とはいえ,いくら最初に広範に撒かれても,受け取ったユーザーがウイルス・ファイルを実行しなければ,そこで感染の拡大は止まる。やはり,受け取ったユーザーの不注意や対策ソフトへの過信が,感染拡大の一番の原因だと言える。
総合的に判断する
8月の終わり,トレンドマイクロは小学生を対象に「セキュリティ教室」を開いた(関連記事)。そこで強調されていたのは「メールはすぐ開かない。まず考える」ということ。件名などから判断して,自分に覚えがないメールは開かないで削除するよう注意を呼びかけた。それを聞いて,筆者は大きくうなづいた。すべてのユーザーが「まず考える」ようにしていれば,Mydoom.Qのようなウイルスは流行しなかった。

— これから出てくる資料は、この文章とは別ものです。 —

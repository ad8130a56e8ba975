use serde::{Deserialize, Serialize};
use std::env;
use std::fs;
use std::path::{Path, PathBuf};

use crate::frames::FrameDensity;

/// Environment variable consulted when no output directory is given explicitly.
pub const OUTPUT_DIR_ENV: &str = "VIDFETCH_OUTPUT_DIR";

/// Configuration for a vidfetch run
#[derive(Debug, Clone, Serialize, Deserialize)]
pub struct CoreConfig {
    /// Direct URL to the video file
    pub url: String,

    /// Directory where the video (and any frames) will be saved
    pub output_dir: PathBuf,

    /// Custom base filename (without extension)
    pub custom_name: Option<String>,

    /// Extract still frames after downloading
    #[serde(default)]
    pub extract_frames: bool,

    /// Frame extraction density (fixed count or frames per second)
    #[serde(default)]
    pub frame_density: FrameDensity,

    /// Report remote info only; nothing is written to disk
    #[serde(default)]
    pub info_only: bool,

    /// Connection timeout for HTTP requests, in seconds
    #[serde(default = "default_connect_timeout")]
    pub connect_timeout_secs: u64,

    /// Read timeout for HTTP requests, in seconds
    #[serde(default = "default_read_timeout")]
    pub read_timeout_secs: u64,

    /// Wall-clock timeout for each external tool invocation, in seconds
    #[serde(default = "default_tool_timeout")]
    pub tool_timeout_secs: u64,
}

fn default_connect_timeout() -> u64 {
    10
}

fn default_read_timeout() -> u64 {
    30
}

fn default_tool_timeout() -> u64 {
    30
}

impl Default for CoreConfig {
    fn default() -> Self {
        Self {
            url: String::new(),
            output_dir: PathBuf::new(),
            custom_name: None,
            extract_frames: false,
            frame_density: FrameDensity::default(),
            info_only: false,
            connect_timeout_secs: default_connect_timeout(),
            read_timeout_secs: default_read_timeout(),
            tool_timeout_secs: default_tool_timeout(),
        }
    }
}

impl CoreConfig {
    /// Create a configuration for the given URL with default settings
    pub fn new(url: impl Into<String>) -> Self {
        Self {
            url: url.into(),
            ..Self::default()
        }
    }

    /// Validate configuration parameters
    pub fn validate(&self) -> crate::error::CoreResult<()> {
        let parsed = url::Url::parse(&self.url)
            .map_err(|e| crate::error::CoreError::InvalidUrl(format!("{}: {}", self.url, e)))?;

        if parsed.scheme() != "http" && parsed.scheme() != "https" {
            return Err(crate::error::CoreError::InvalidUrl(format!(
                "URL must start with http:// or https://, got scheme '{}'",
                parsed.scheme()
            )));
        }

        if let FrameDensity::Count(count) = self.frame_density {
            if count == 0 {
                return Err(crate::error::CoreError::Config(
                    "Frame count must be at least 1".to_string(),
                ));
            }
        }

        if let FrameDensity::Rate(fps) = self.frame_density {
            if !(fps > 0.0) {
                return Err(crate::error::CoreError::Config(format!(
                    "Frame rate must be positive, got {}",
                    fps
                )));
            }
        }

        if self.read_timeout_secs == 0 || self.tool_timeout_secs == 0 {
            return Err(crate::error::CoreError::Config(
                "Timeouts must be at least 1 second".to_string(),
            ));
        }

        Ok(())
    }
}

/// Resolve the output directory from an optional explicit choice.
///
/// Precedence: explicit directory, then the `VIDFETCH_OUTPUT_DIR` environment
/// variable, then the user's downloads directory when it exists and is
/// writable, then the current working directory.
pub fn resolve_output_dir(explicit: Option<PathBuf>) -> PathBuf {
    if let Some(dir) = explicit {
        return dir;
    }

    if let Some(dir) = env::var_os(OUTPUT_DIR_ENV) {
        return PathBuf::from(dir);
    }

    if let Some(downloads) = dirs::download_dir() {
        if is_writable_dir(&downloads) {
            return downloads;
        }
    }

    env::current_dir().unwrap_or_else(|_| PathBuf::from("."))
}

fn is_writable_dir(path: &Path) -> bool {
    fs::metadata(path)
        .map(|m| m.is_dir() && !m.permissions().readonly())
        .unwrap_or(false)
}

#[cfg(test)]
mod tests {
    use super::*;

    #[test]
    fn test_validate_rejects_bad_scheme() {
        let config = CoreConfig::new("ftp://host/video.mp4");
        assert!(config.validate().is_err());

        let config = CoreConfig::new("not a url at all");
        assert!(config.validate().is_err());
    }

    #[test]
    fn test_validate_accepts_http_and_https() {
        assert!(CoreConfig::new("http://host/video.mp4").validate().is_ok());
        assert!(CoreConfig::new("https://host/video.mp4").validate().is_ok());
    }

    #[test]
    fn test_validate_rejects_zero_frame_count() {
        let mut config = CoreConfig::new("https://host/video.mp4");
        config.frame_density = FrameDensity::Count(0);
        assert!(config.validate().is_err());
    }

    #[test]
    fn test_validate_rejects_nonpositive_rate() {
        let mut config = CoreConfig::new("https://host/video.mp4");
        config.frame_density = FrameDensity::Rate(0.0);
        assert!(config.validate().is_err());
        config.frame_density = FrameDensity::Rate(-1.0);
        assert!(config.validate().is_err());
    }

    #[test]
    fn test_explicit_output_dir_wins() {
        let dir = resolve_output_dir(Some(PathBuf::from("/tmp/somewhere")));
        assert_eq!(dir, PathBuf::from("/tmp/somewhere"));
    }
}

Mydoom.Qは送信者名を偽装する。このため,送信者欄には知人の名前があるかもしれない。ただ,その人は「photos」といった英語の件名のメールを送ってくるような人だろうか。本文が「LOL!;))))」だけのメールを送るような人だろうか。「photos_arc.exe」といった実行形式ファイルを添付して送ってくるような人だろうか。その人から写真のアーカイブ・ファイルを送られる覚えはあるだろうか。たとえその人からだとしても,「exe」のファイルを開くことに問題はないだろうか――。添付ファイルを開く前に,これらを総合して考えれば,このメールおよび添付ファイルが極めて怪しいことに気付いたはずだ。
ウイルス対策ソフトが出す警告は,判断材料の一つに過ぎない。対策ソフトだけに頼っている限り,今後もMydoom.Qのようなウイルスは流行するだろう。